_TASK OBJECTIVE_
Down to the last line, output the records below exactly.

_DATA PROVIDED_

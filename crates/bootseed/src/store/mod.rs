use std::path::PathBuf;

use crate::error::Result;
use crate::package::{DownloadInfo, PackageInfo};

pub mod http;

pub use http::{HttpStore, HttpStoreFactory, StoreConfig};

/// Well-known id of the default public store.
pub const DEFAULT_STORE_ID: &str = "canonical";

/// Credentials forwarded to the store. Bootstrapping runs anonymously, so the
/// pipeline passes `None`.
#[derive(Debug, Clone, Default)]
pub struct UserState {
    pub token: String,
}

pub trait ProgressMeter {
    fn start(&mut self, label: &str, total: u64);
    fn set(&mut self, current: u64);
    fn finished(&mut self);
}

/// Reports download progress as `tracing` events in 10% steps.
#[derive(Debug, Default)]
pub struct LogProgress {
    label: String,
    total: u64,
    last_decile: u64,
}

impl ProgressMeter for LogProgress {
    fn start(&mut self, label: &str, total: u64) {
        self.label = label.to_string();
        self.total = total;
        self.last_decile = 0;
        tracing::debug!(package = %self.label, total, "download started");
    }

    fn set(&mut self, current: u64) {
        if self.total == 0 {
            return;
        }
        let decile = current.saturating_mul(10) / self.total;
        if decile > self.last_decile {
            self.last_decile = decile;
            tracing::debug!(package = %self.label, percent = decile * 10, "downloading");
        }
    }

    fn finished(&mut self) {
        tracing::debug!(package = %self.label, "download finished");
    }
}

/// Where package metadata and artifacts come from.
pub trait PackageSource {
    fn resolve(
        &self,
        name: &str,
        channel: &str,
        devmode: bool,
        user: Option<&UserState>,
    ) -> Result<PackageInfo>;

    /// Download to a temporary file owned by the caller.
    fn download(
        &self,
        name: &str,
        download: &DownloadInfo,
        progress: &mut dyn ProgressMeter,
        user: Option<&UserState>,
    ) -> Result<PathBuf>;
}

/// Builds a package source bound to one store and architecture.
pub trait SourceFactory {
    fn open(&self, store_id: &str, architecture: &str) -> Result<Box<dyn PackageSource + '_>>;
}

pub fn normalize_store_id(store_id: &str) -> &str {
    let id = store_id.trim();
    if id == DEFAULT_STORE_ID { "" } else { id }
}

_RESPONSE TO THIS TASK_
filename crates/bootseed/src/store/mod.rs
use std::path::PathBuf;

use crate::error::Result;
use crate::package::{DownloadInfo, PackageInfo};

pub mod http;

pub use http::{HttpStore, HttpStoreFactory, StoreConfig};

/// Well-known id of the default public store.
pub const DEFAULT_STORE_ID: &str = "canonical";

/// Credentials forwarded to the store. Bootstrapping runs anonymously, so the
/// pipeline passes `None`.
#[derive(Debug, Clone, Default)]
pub struct UserState {
    pub token: String,
}

pub trait ProgressMeter {
    fn start(&mut self, label: &str, total: u64);
    fn set(&mut self, current: u64);
    fn finished(&mut self);
}

/// Reports download progress as `tracing` events in 10% steps.
#[derive(Debug, Default)]
pub struct LogProgress {
    label: String,
    total: u64,
    last_decile: u64,
}

impl ProgressMeter for LogProgress {
    fn start(&mut self, label: &str, total: u64) {
        self.label = label.to_string();
        self.total = total;
        self.last_decile = 0;
        tracing::debug!(package = %self.label, total, "download started");
    }

    fn set(&mut self, current: u64) {
        if self.total == 0 {
            return;
        }
        let decile = current.saturating_mul(10) / self.total;
        if decile > self.last_decile {
            self.last_decile = decile;
            tracing::debug!(package = %self.label, percent = decile * 10, "downloading");
        }
    }

    fn finished(&mut self) {
        tracing::debug!(package = %self.label, "download finished");
    }
}

/// Where package metadata and artifacts come from.
pub trait PackageSource {
    fn resolve(
        &self,
        name: &str,
        channel: &str,
        devmode: bool,
        user: Option<&UserState>,
    ) -> Result<PackageInfo>;

    /// Download to a temporary file owned by the caller.
    fn download(
        &self,
        name: &str,
        download: &DownloadInfo,
        progress: &mut dyn ProgressMeter,
        user: Option<&UserState>,
    ) -> Result<PathBuf>;
}

/// Builds a package source bound to one store and architecture.
pub trait SourceFactory {
    fn open(&self, store_id: &str, architecture: &str) -> Result<Box<dyn PackageSource + '_>>;
}

pub fn normalize_store_id(store_id: &str) -> &str {
    let id = store_id.trim();
    if id == DEFAULT_STORE_ID { "" } else { id }
}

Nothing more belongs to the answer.